• [Directions]
Go through the data and retrieve each line that includes the string "heartbeat".
### Data shown ###
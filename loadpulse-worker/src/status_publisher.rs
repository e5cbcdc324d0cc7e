// Copyright 2024 The LoadPulse Authors. All rights reserved.
//
// Licensed under the Apache License, Version 2.0 (the "License");
// you may not use this file except in compliance with the License.
// You may obtain a copy of the License at
//
//    http://www.apache.org/licenses/LICENSE-2.0
//
// Unless required by applicable law or agreed to in writing, software
// distributed under the License is distributed on an "AS IS" BASIS,
// WITHOUT WARRANTIES OR CONDITIONS OF ANY KIND, either express or implied.
// See the License for the specific language governing permissions and
// limitations under the License.

use std::sync::Arc;

use async_lock::Mutex;
use async_trait::async_trait;
use chrono::{DateTime, Utc};
use loadpulse_error::{Error, ResultExt};
use loadpulse_util::shutdown::ShutdownSignal;
use loadpulse_util::status_messages::{ClientStatusRecord, ClientStatusType, LoadClient};
use loadpulse_util::store_trait::StatusSink;
use tracing::warn;

use crate::status_event_bus::{StatusEvent, StatusEventSubscriber};

/// Consecutive persistence failures tolerated before the whole worker is
/// aborted. There is no retry within one attempt; the heartbeat interval is
/// the retry cadence.
pub const MAX_STATUS_UPDATE_ATTEMPTS: u32 = 3;

struct PublisherState {
    record: ClientStatusRecord,
    /// When the worker last entered a different status; `state_duration` is
    /// measured from here.
    last_status_change: DateTime<Utc>,
    consecutive_failures: u32,
}

fn apply_event(state: &mut PublisherState, event: &StatusEvent) {
    if state.record.status != event.status {
        state.last_status_change = event.last_updated;
    }
    state.record.status = event.status;
    state.record.message.clone_from(&event.message);
    state.record.last_updated = event.last_updated;
    state.record.state_duration = (event.last_updated - state.last_status_change)
        .num_seconds()
        .max(0);
}

/// Sole owner of this worker's mutable status record. Subscribes to the
/// status event bus and turns every delivered event into one durable write.
/// Transient write failures are absorbed until `MAX_STATUS_UPDATE_ATTEMPTS`
/// consecutive ones, at which point the shared shutdown signal is tripped:
/// a worker whose status cannot be persisted must stop generating load
/// rather than run on invisibly.
pub struct StatusPublisher {
    sink: Arc<dyn StatusSink>,
    shutdown: ShutdownSignal,
    state: Mutex<PublisherState>,
}

impl core::fmt::Debug for StatusPublisher {
    fn fmt(&self, f: &mut core::fmt::Formatter<'_>) -> core::fmt::Result {
        f.debug_struct("StatusPublisher").finish_non_exhaustive()
    }
}

impl StatusPublisher {
    pub fn new(
        load_client: LoadClient,
        now: DateTime<Utc>,
        sink: Arc<dyn StatusSink>,
        shutdown: ShutdownSignal,
    ) -> Self {
        Self {
            sink,
            shutdown,
            state: Mutex::new(PublisherState {
                record: ClientStatusRecord::new(load_client, now),
                last_status_change: now,
                consecutive_failures: 0,
            }),
        }
    }

    pub async fn client_status_id(&self) -> String {
        self.state.lock().await.record.id.clone()
    }

    /// Current state of the owned record.
    pub async fn snapshot(&self) -> ClientStatusRecord {
        self.state.lock().await.record.clone()
    }

    /// Direct write of the terminal status, for use after the event bus has
    /// been torn down so no heartbeat can overwrite it.
    pub async fn write_terminal(&self, message: &str, now: DateTime<Utc>) -> Result<(), Error> {
        let mut state = self.state.lock().await;
        apply_event(
            &mut state,
            &StatusEvent {
                status: ClientStatusType::Terminating,
                message: message.to_string(),
                last_updated: now,
            },
        );
        let record = state.record.clone();
        self.sink
            .upsert_status(&record)
            .await
            .err_tip(|| "Failed to persist terminal client status")
    }
}

#[async_trait]
impl StatusEventSubscriber for StatusPublisher {
    async fn on_status_update(&self, event: StatusEvent) {
        let mut state = self.state.lock().await;
        apply_event(&mut state, &event);
        let record = state.record.clone();
        match self.sink.upsert_status(&record).await {
            Ok(()) => state.consecutive_failures = 0,
            Err(err) => {
                state.consecutive_failures += 1;
                warn!(
                    ?err,
                    failures = state.consecutive_failures,
                    "Failed to persist client status"
                );
                if state.consecutive_failures == MAX_STATUS_UPDATE_ATTEMPTS {
                    self.shutdown.fatal(format!(
                        "Unable to update client status after {} attempts, aborting worker",
                        state.consecutive_failures
                    ));
                }
            }
        }
    }
}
###
• [Task result]
/// aborted. There is no retry within one attempt; the heartbeat interval is
    /// been torn down so no heartbeat can overwrite it.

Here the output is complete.